Even though end-to-end supervised learning has shown promising results for sensorimotor control of self-driving cars, its performance is greatly affected by the weather conditions under which it was trained, showing poor generalization to unseen conditions. In this paper, we show how knowledge can be transferred using semantic maps to new weather conditions without the need to obtain new ground truth data. To this end, we propose to divide the task of vehicle control into two independent modules: a control module which is only trained on one weather condition for which labeled steering data is available, and a perception module which is used as an interface between new weather conditions and the fixed control module.
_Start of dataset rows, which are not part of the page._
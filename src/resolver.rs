//! Requiredness resolution - decides how each field appears in a variant.
//!
//! Rules are evaluated in order, first match wins:
//!
//! | Step | Applies to | Outcome |
//! |------|------------|---------|
//! | 1 | explicit rule for the kind | the rule's requiredness |
//! | 2 | `Create` | absent unless creatable/updatable; optional if nullable, else required |
//! | 3 | `Update` | absent unless updatable; otherwise optional |
//! | 4 | `Dto` | absent if dto-absent; required if dto-required or api-required; else optional |
//! | 5 | `Partial` and custom kinds | optional |

use crate::types::{
    ExplicitRule, FieldDescriptor, Marker, Requiredness, VariantKind, COMPANION_FIELD,
};

/// Whether a field carries data at all.
///
/// Static fields and the companion slot never appear in any variant.
pub fn is_data_field(field: &FieldDescriptor) -> bool {
    !field.is_static && field.name != COMPANION_FIELD
}

/// The first explicit rule on `field` targeting `kind`, if any.
pub fn explicit_rule<'a>(field: &'a FieldDescriptor, kind: &VariantKind) -> Option<&'a ExplicitRule> {
    field.rules().find(|rule| &rule.kind == kind)
}

/// Resolve the requiredness of a field for a variant kind.
///
/// Pure function of its inputs. Does not consider [`is_data_field`]; the
/// builder filters infrastructure fields before asking.
pub fn resolve_requiredness(field: &FieldDescriptor, kind: &VariantKind) -> Requiredness {
    if let Some(rule) = explicit_rule(field, kind) {
        return rule.required;
    }

    match kind {
        VariantKind::Create => resolve_create(field),
        VariantKind::Update => resolve_update(field),
        VariantKind::Dto => resolve_dto(field),
        VariantKind::Partial | VariantKind::Custom(_) => Requiredness::Optional,
    }
}

fn resolve_create(field: &FieldDescriptor) -> Requiredness {
    if !field.has(&Marker::Creatable) && !field.has(&Marker::Updatable) {
        return Requiredness::Absent;
    }
    if field.has(&Marker::Nullable) {
        Requiredness::Optional
    } else {
        Requiredness::Required
    }
}

fn resolve_update(field: &FieldDescriptor) -> Requiredness {
    if field.has(&Marker::Updatable) {
        Requiredness::Optional
    } else {
        Requiredness::Absent
    }
}

fn resolve_dto(field: &FieldDescriptor) -> Requiredness {
    // Absent dominates both required flags
    if field.has(&Marker::DtoAbsent) {
        return Requiredness::Absent;
    }
    if field.has(&Marker::DtoRequired) || field.has(&Marker::ApiRequired) {
        Requiredness::Required
    } else {
        Requiredness::Optional
    }
}
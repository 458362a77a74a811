//! Payload validation against generated variants.
//!
//! A variant doubles as the description of an API payload: required fields
//! must be present and non-null, optional fields may be missing or null.

use serde_json::{json, Map, Value};

use crate::error::{SchemaError, ValidateError};
use crate::types::{Requiredness, TypeRef, VariantSchema};

/// Render a variant as a JSON Schema.
///
/// When `strict` is true, sets `additionalProperties: false` so that fields
/// outside the variant are rejected.
pub fn variant_json_schema(variant: &VariantSchema, strict: bool) -> Value {
    let mut properties = Map::new();
    let mut required = Vec::new();

    for field in &variant.fields {
        properties.insert(field.name.clone(), type_schema(&field.ty));
        if field.requiredness == Requiredness::Required {
            required.push(Value::String(field.name.clone()));
        }
    }

    let mut schema = json!({
        "title": variant.name,
        "type": "object",
        "properties": properties,
        "required": required,
    });
    if strict {
        schema["additionalProperties"] = Value::Bool(false);
    }
    schema
}

/// Validate a payload against a variant.
///
/// # Errors
///
/// Returns `ValidateError::Invalid` listing every violation, or
/// `ValidateError::InvalidSchema` if the rendered schema is rejected.
pub fn validate(payload: &Value, variant: &VariantSchema, strict: bool) -> Result<(), ValidateError> {
    let schema = variant_json_schema(variant, strict);
    validate_against_schema(&schema, payload)
}

/// Validate a payload against an already-rendered schema.
///
/// Use this when validating many payloads against one variant.
pub fn validate_against_schema(schema: &Value, payload: &Value) -> Result<(), ValidateError> {
    let validator = jsonschema::validator_for(schema).map_err(|e| ValidateError::InvalidSchema {
        message: e.to_string(),
    })?;

    let errors: Vec<SchemaError> = validator
        .iter_errors(payload)
        .map(|e| SchemaError {
            path: e.instance_path.to_string(),
            message: e.to_string(),
        })
        .collect();

    if errors.is_empty() {
        Ok(())
    } else {
        Err(ValidateError::Invalid { errors })
    }
}

/// JSON Schema for a resolved type. Unknown types are unconstrained.
fn type_schema(ty: &TypeRef) -> Value {
    let mut schema = match json_type(ty.simple_name()) {
        Some("array") => {
            let mut schema = json!({ "type": "array" });
            if let Some(item) = ty.args.first() {
                schema["items"] = type_schema(item);
            }
            schema
        }
        Some("object") => {
            let mut schema = json!({ "type": "object" });
            // Map<K, V>: keys are always strings in JSON, constrain values only
            if let Some(value) = ty.args.last() {
                schema["additionalProperties"] = type_schema(value);
            }
            schema
        }
        Some(name) => json!({ "type": name }),
        None => json!({}),
    };

    if ty.nullable {
        if let Some(Value::String(name)) = schema.get("type").cloned() {
            schema["type"] = json!([name, "null"]);
        }
    }
    schema
}

fn json_type(simple_name: &str) -> Option<&'static str> {
    match simple_name {
        "String" | "Char" | "CharSequence" | "UUID" => Some("string"),
        "Int" | "Long" | "Short" | "Byte" | "BigInteger" | "int" | "long" | "short" | "byte" => {
            Some("integer")
        }
        "Double" | "Float" | "Number" | "BigDecimal" | "double" | "float" => Some("number"),
        "Boolean" | "boolean" => Some("boolean"),
        "List" | "Set" | "Collection" | "Iterable" | "Array" => Some("array"),
        "Map" => Some("object"),
        _ => None,
    }
}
To generate the semantic data needed to train the perception module, we propose to use a generative adversarial network (GAN)-based model to retrieve the semantic information for the new conditions in an unsupervised manner. We introduce a master-servant architecture, where the master model (semantic labels available) trains the servant model (semantic labels not available). We show that our proposed method trained with ground truth data for a single weather condition is capable of achieving similar results on the task of steering angle prediction as an end-to-end model trained with ground truth data of 15 different weather conditions.